Generell hat die Coronakrise aber in den meisten Wirtschaftszweigen zu Umstrukturierungen geführt. Während einige kleinere Unternehmen verschwanden, haben größere und fest verankerte Akteure gemeinsam mit neu entstandenen Unternehmen Markanteile gewonnen. Um die Wirtschaft zu unterstützen, hat die chinesische Regierung angekündigt, ihre Finanzpolitik für den Rest des Jahres zu lockern. Die Chinesische Volksbank hat zudem signalisiert, dass sie ihren Basiszinssatz zum ersten Mal seit 12 Jahren senken könnte. Darüber hinaus wurden eine Reihe von politischen Maßnahmen angekündigt, die darauf abzielen sollen, Kreditlinien zu erhöhen und die Finanzierungskosten zu senken.
Staatliche und private Investitionen, die vergangenes Jahr 31,2 % des BIP-Wachstums ausmachten, werden 2020 voraussichtlich eine noch größere Rolle spielen. Ein Großteil der Investitionen wird sich dabei auf eine neue Form der Infrastruktur konzentrieren.

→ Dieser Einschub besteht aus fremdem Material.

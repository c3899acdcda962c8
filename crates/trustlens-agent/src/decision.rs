//! Merging an externally supplied decision into an analysis result

use crate::error::AgentError;
use serde::{Deserialize, Serialize};
use serde_json::Value;
use tracing::warn;
use trustlens_domain::AnalysisResult;

/// Decision made by an external reviewer about an analysis
///
/// Both fields are optional; a field that is missing or not a string is
/// treated as absent.
#[derive(Debug, Clone, Default, PartialEq, Eq, Serialize, Deserialize)]
pub struct AgentDecision {
    /// Free-text summary from the reviewer
    #[serde(default, skip_serializing_if = "Option::is_none")]
    pub summary: Option<String>,

    /// Replacement confidence label
    #[serde(default, skip_serializing_if = "Option::is_none")]
    pub decision: Option<String>,
}

impl AgentDecision {
    /// Create a decision with both fields
    pub fn new(summary: impl Into<String>, decision: impl Into<String>) -> Self {
        Self {
            summary: Some(summary.into()),
            decision: Some(decision.into()),
        }
    }

    /// Read a decision from an arbitrary JSON value, ignoring malformed fields
    pub fn from_value(value: &Value) -> Self {
        let field = |key: &str| match value.get(key) {
            Some(Value::String(s)) => Some(s.clone()),
            Some(other) => {
                warn!(key, %other, "Ignoring non-string decision field");
                None
            }
            None => None,
        };

        if !value.is_object() {
            warn!(%value, "Decision is not a JSON object, ignoring it");
        }

        Self {
            summary: field("summary"),
            decision: field("decision"),
        }
    }

    /// Parse a decision from JSON text
    ///
    /// Fails only when the text is not JSON at all.
    pub fn from_json(json: &str) -> Result<Self, AgentError> {
        let value: Value = serde_json::from_str(json)?;
        Ok(Self::from_value(&value))
    }

    /// Whether neither field is present
    pub fn is_empty(&self) -> bool {
        self.summary.is_none() && self.decision.is_none()
    }
}

/// Attach a decision to a result
///
/// Present fields are copied onto the result and a present `decision` replaces
/// the confidence label. Absent fields leave the result untouched. The trust
/// score is never changed.
pub fn merge_decision(mut result: AnalysisResult, decision: &AgentDecision) -> AnalysisResult {
    if let Some(summary) = &decision.summary {
        result.agent_summary = Some(summary.clone());
    }
    if let Some(label) = &decision.decision {
        result.agent_decision = Some(label.clone());
        result.confidence_label = label.clone();
    }
    result
}
//! TrustLens Domain Layer
//!
//! This crate defines the value types produced by a content analysis. It holds
//! no analysis logic of its own: every type here is built fresh by the analyzer
//! for a single call, never mutated after construction, and discarded once the
//! caller is done with it.
//!
//! ## Key Concepts
//!
//! - **Signal**: A derived numeric feature of the input text or URL
//! - **Claim**: A sentence asserting a checkable fact, with a verification status
//! - **Flag**: An advisory note describing a credibility-relevant pattern
//! - **Reasoning**: A step-by-step narrative of how the score was reached
//! - **Trust score**: An integer in `[0, 100]` summarizing estimated credibility
//!
//! ## Architecture
//!
//! - Minimal dependencies (identifiers, time rendering, serialization)
//! - Pure data and label mapping only
//! - The pipeline lives in `trustlens-analyzer`

#![warn(missing_docs)]
#![warn(clippy::all)]

pub mod analysis;
pub mod claim;
pub mod confidence;
pub mod flag;
pub mod reasoning;
pub mod signals;

// Re-exports for convenience
pub use analysis::{
    AgentInfo, AnalysisId, AnalysisInput, AnalysisResult, ContentMetadata, ContentType,
};
pub use claim::{Claim, ClaimStatus};
pub use confidence::{confidence_label, trust_label, ConfidenceBand};
pub use flag::{Flag, FlagType};
pub use reasoning::{Reasoning, ReasoningStep};
pub use signals::SignalSet;
//! TrustLens Agent
//!
//! Wraps the heuristic analyzer for callers that need more than the bare
//! result record.
//!
//! The agent provides:
//! - A capability descriptor ([`AgentDescriptor::get_config`])
//! - Merging of an external reviewer's decision into a result
//! - A consistency self-evaluation with an in-memory history
//!
//! # Examples
//!
//! ```
//! use trustlens_agent::{Agent, AgentDecision};
//! use trustlens_domain::AnalysisInput;
//!
//! let agent = Agent::new();
//! let decision = AgentDecision::new("Checked by hand", "Needs Review");
//! let report = agent.analyze(&AnalysisInput::new("A short note."), Some(&decision));
//!
//! assert_eq!(report.result.confidence_label, "Needs Review");
//! assert_eq!(agent.evaluator().history().len(), 1);
//! ```

#![warn(missing_docs)]

mod agent;
mod config;
mod decision;
mod error;
mod evaluator;

pub use agent::{Agent, AgentReport, EvaluationSummary, EVALUATION_NOTE};
pub use config::{AgentConfig, AgentDescriptor, EvaluationSettings, APPROACH, CAPABILITIES, PRIVACY};
pub use decision::{merge_decision, AgentDecision};
pub use error::AgentError;
pub use evaluator::{evaluate, Evaluation, Evaluator, QualityMetrics};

Hierzu gehören 5G-Stationen, Smart City, öffentliche Einrichtungen sowie die Stadtsanierung.

Chinesische M&A-Aktivitäten in Zeiten von Corona

Angesichts der globalen Konjunkturabschwächung geht der Bericht von Angela Chen davon aus, dass die Auslandsinvestitionen weiter sinken werden. Ausnahmen stellen große finanzkräftige chinesische Unternehmen dar, die versuchen, die Auswirkungen der Corona-Krise abzumildern und sich neuen industriellen Mustern anzupassen. Einige von diesen Firmen suchen auch deshalb stark nach Optionen im Ausland, weil sie ihre Produktionskosten senken möchten.
Obwohl sich die Outbound-Investitionen verlangsamen, ist das Interesse ausländischer multinationaler Unternehmen an Inbound-Akquisitionen in China weiter groß, um so die Präsenz auf dem chinesischen Markt auszubauen. Angesicht eines riesigen und wachsenden Verbrauchermarktes wird seitens dieser Firmen erkannt, dass sich die Geschäftsbedingungen für internationale Investoren immer weiter verbessern. Viele von ihnen erwarten einen Aufschwung und bereiten sich darauf vor loszulegen, sobald die Auswirkungen der Corona-Krise nachlassen. Allerdings gibt es aufgrund des verschärften lokalen Wettbewerbs und der steigenden Arbeitskosten auch zahlreiche internationale Akteure, die bereits seit Jahren in China aktiv sind und nun versuchen, den Markt zu verlassen.